J'ai parlé corse avant de parler français. La plus belle richesse dans ma formation intellectuelle, c'est ce bilinguisme. C'est ce qui m'a facilité l'apprentissage d'autres langues. La première raison pour laquelle j'épouse cette langue au milieu de toutes les langues du monde, c'est ce patrimoine. Il y a 6.000 langues dans le monde, et chaque fois qu'une langue disparaît, c'est l'humanité qui s'appauvrit. Ce sont des bouts d'amour dont chaque fois on se sépare. Le procès qui est fait à ces langues-là est archaïque, et dépassé. Ce n'est pas une preuve de démocratie linguistique. Le multilinguisme est un ferment du monde. Les fleurs ça sert à rien.

Dans quel état d'esprit abordez-vous cette nouvelle tournée internationale? La tournée sera d'abord française, dans toutes les plus grandes salles. On y va avec une mentalité de débutant. C'est l'envie de vouloir convaincre. C'est à la fois très passionnant, et l'on porte avec soi un certain nombre d'incertitudes, cette foi qui fait avancer.

Est-ce l'occasion pour vous d'ouvrir vos textes ou votre sensibilité à d'autres formes d'expressions musicales? Dans chaque ville dans laquelle nous irons, nous ferons une première partie avec un groupe local ou régional. Très souvent, il s'agit de groupes qui ne se sont jamais produits dans une grande salle. On rencontre des gens qui sont un peu sur le même chemin que nous. Quand on fait de la musique, les rencontres ne se préméditent pas. Ça a été le cas avec J. Dutronc, Véronique Sanson ou Cheb Mami.

Quelle est la démarche de ces rencontres par rapport à la langue corse?

Lors de notre passage au Zénith de Pau, on va organiser à l'université de Pau un moment qui s'appelle " Témoin de Corse ", où je m'entretiendrai avec les gens qui sont là, dans un échange: comment un artiste vit son statut, comment en même temps il veut le changer, quelle place il trouve. C'est un témoignage humain et civique que je veux apporter sur une situation assez illisible en Corse.

Quelle est votre position sur le processus qui s'affirme en Corse?

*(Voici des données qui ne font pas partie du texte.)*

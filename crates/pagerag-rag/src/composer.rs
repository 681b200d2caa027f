use std::sync::Arc;
use std::time::Instant;

use anyhow::Result;
use tracing::{debug, warn};

use pagerag_core::traits::CompletionService;
use pagerag_core::types::{ChatAnswer, Citation, Failure, Outcome, SearchResult};

use crate::retrieval::RetrievalEngine;

/// Pages transcribed into the prompt, at most.
pub const CONTEXT_PAGES: usize = 5;
pub const CONTEXT_DELIMITER: &str = "\n\n---\n\n";
pub const NOT_FOUND_PHRASE: &str = "The information could not be found in the documents.";

/// Retrieval plus a completion call grounded on the transcribed top pages.
#[derive(Clone)]
pub struct AnswerComposer {
    retrieval: RetrievalEngine,
    completion: Arc<dyn CompletionService>,
}

struct Context {
    text: String,
    citations: Vec<Citation>,
}

impl AnswerComposer {
    pub fn new(retrieval: RetrievalEngine, completion: Arc<dyn CompletionService>) -> Self {
        Self { retrieval, completion }
    }

    pub async fn chat(&self, text: &str, limit: Option<usize>, use_context: bool) -> Outcome<ChatAnswer> {
        let start = Instant::now();
        let found = match self.retrieval.query(text, limit).await {
            Outcome::Success(found) => found,
            Outcome::Failure(f) => return Outcome::Failure(f),
        };

        let context = if use_context && !found.results.is_empty() {
            self.gather_context(&found.results).await
        } else {
            None
        };
        let prompt = match &context {
            Some(ctx) => grounded_prompt(text, &ctx.text),
            None => fallback_prompt(text),
        };

        match self.completion.generate(&prompt).await {
            Ok(answer) => {
                let (context_used, source_pages) = match context {
                    Some(ctx) => (true, ctx.citations),
                    None => (false, Vec::new()),
                };
                Outcome::Success(ChatAnswer {
                    query: text.to_string(),
                    answer,
                    context_used,
                    source_pages,
                    search_results: found.results,
                    total_time: start.elapsed().as_secs_f64(),
                    search_time: found.search_time,
                })
            }
            Err(e) => {
                warn!(error = %e, "answer generation failed");
                Outcome::Failure(Failure {
                    message: format!("Chat failed: {e}"),
                    search_results: Some(Vec::new()),
                })
            }
        }
    }

    /// Transcribe the top pages. Pages whose artifact is gone, whose
    /// extraction fails, or that hold no text are skipped.
    async fn gather_context(&self, results: &[SearchResult]) -> Option<Context> {
        let mut texts = Vec::new();
        let mut citations = Vec::new();
        for hit in results.iter().take(CONTEXT_PAGES) {
            match self.transcribe(hit).await {
                Ok(Some(text)) => {
                    texts.push(text);
                    citations.push(Citation { page_number: hit.page_number, pdf_name: hit.pdf_name.clone(), score: hit.score });
                }
                Ok(None) => debug!(page = hit.page_number, pdf = %hit.pdf_name, "no text on page"),
                Err(e) => warn!(page = hit.page_number, pdf = %hit.pdf_name, error = %e, "page skipped"),
            }
        }
        if texts.is_empty() {
            return None;
        }
        Some(Context { text: texts.join(CONTEXT_DELIMITER), citations })
    }

    async fn transcribe(&self, hit: &SearchResult) -> Result<Option<String>> {
        let png = match tokio::fs::read(&hit.image_path).await {
            Ok(bytes) => bytes,
            Err(e) if e.kind() == std::io::ErrorKind::NotFound => return Ok(None),
            Err(e) => return Err(e.into()),
        };
        let text = self.completion.extract_text(&png).await?;
        let text = text.trim();
        Ok((!text.is_empty()).then(|| text.to_string()))
    }
}

pub fn grounded_prompt(question: &str, context: &str) -> String {
    format!(
        "The following are excerpts from documents related to the user's question:\n\n\
         {context}\n\n\
         ---\n\n\
         Answer the question below using only the document excerpts above.\n\
         Question: {question}\n\n\
         When answering:\n\
         1. Be accurate and specific, and base the answer on the documents.\n\
         2. If the documents do not contain the information, say \"{NOT_FOUND_PHRASE}\"\n\
         3. Quote or cite the documents where possible.\n"
    )
}

pub fn fallback_prompt(question: &str) -> String {
    format!(
        "Question: {question}\n\n\
         No related documents were found, so answer from general knowledge and say so. \
         Suggest uploading relevant documents for a more accurate answer.\n"
    )
}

Je suis un citoyen. Le fait que l'on débatte, c'est d'abord le signe que l'on n'a pas assez débattu jusqu'à présent. Le meilleur moyen de sortir des conflits dans le monde, c'est de commencer par le dialogue. J'ai vraiment le sentiment que le dialogue, c'est la méthode. Matignon, pour l'heure, défend plus un processus qu'un véritable contenu, mais je crois qu'il se pourrait bien qu'à la fois la question corse révèle un malaise corse et national: à savoir gérer un fait identitaire dans le cadre de l'Hexagone. En corse, ce n'est pas la République qui est mise en danger, mais une attitude de la République. Ce qui a terriblement fait souffrir la Corse ces dernières années, c'est qu'on s'est assez facilement laissés aller à faire le procès corse, sans faire le procès du cadre, du modèle et de la politique qu'on a mené en corse. Il faut dédiaboliser le peuple corse.

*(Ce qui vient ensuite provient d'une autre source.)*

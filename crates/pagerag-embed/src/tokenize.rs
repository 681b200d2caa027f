use anyhow::{anyhow, Result};
use candle_core::{Device, Tensor};
use tokenizers::{PaddingParams, PaddingStrategy, Tokenizer};

/// Encode `texts` padded to the longest one.
///
/// Returns `[B, T]` ids plus the per-row attention masks so callers can drop
/// padding positions from token-level outputs.
pub fn tokenize_batch(tokenizer: &Tokenizer, texts: &[String], device: &Device) -> Result<(Tensor, Vec<Vec<u32>>)> {
    let mut tokenizer = tokenizer.clone();
    tokenizer.with_padding(Some(PaddingParams { strategy: PaddingStrategy::BatchLongest, ..Default::default() }));
    let encodings = tokenizer
        .encode_batch(texts.to_vec(), true)
        .map_err(|e| anyhow!("Tokenization failed: {}", e))?;

    let rows = encodings
        .iter()
        .map(|enc| Tensor::new(enc.get_ids(), device))
        .collect::<candle_core::Result<Vec<_>>>()?;
    let input_ids = Tensor::stack(&rows, 0)?;
    let masks = encodings.iter().map(|enc| enc.get_attention_mask().to_vec()).collect();
    Ok((input_ids, masks))
}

Vous souhaitez être encore plus précis dans votre musique avec votre prochain album. Qu'entendez-vous par là? Un créateur, un chanteur, c'est un chercheur. Il cherche avec sa sensibilité, et ce n'est pas quantifiable. Avec notre sensibilité on essaie de trouver ce qu'il y a de fort en nous. L'écriture de cet album qui sortira au printemps prochain, qui s'appellera " Umani " (Humains), va plus loin que le simple maintien d'un héritage culturel.On veut lui donner un futur. Cette musique doit avoir une sensibilité en mouvement. Ce prochain album est probablement le plus aboutit. Quelque chose d'important est en train de se passer.

Propos recueillis par Pierre MASSIAS.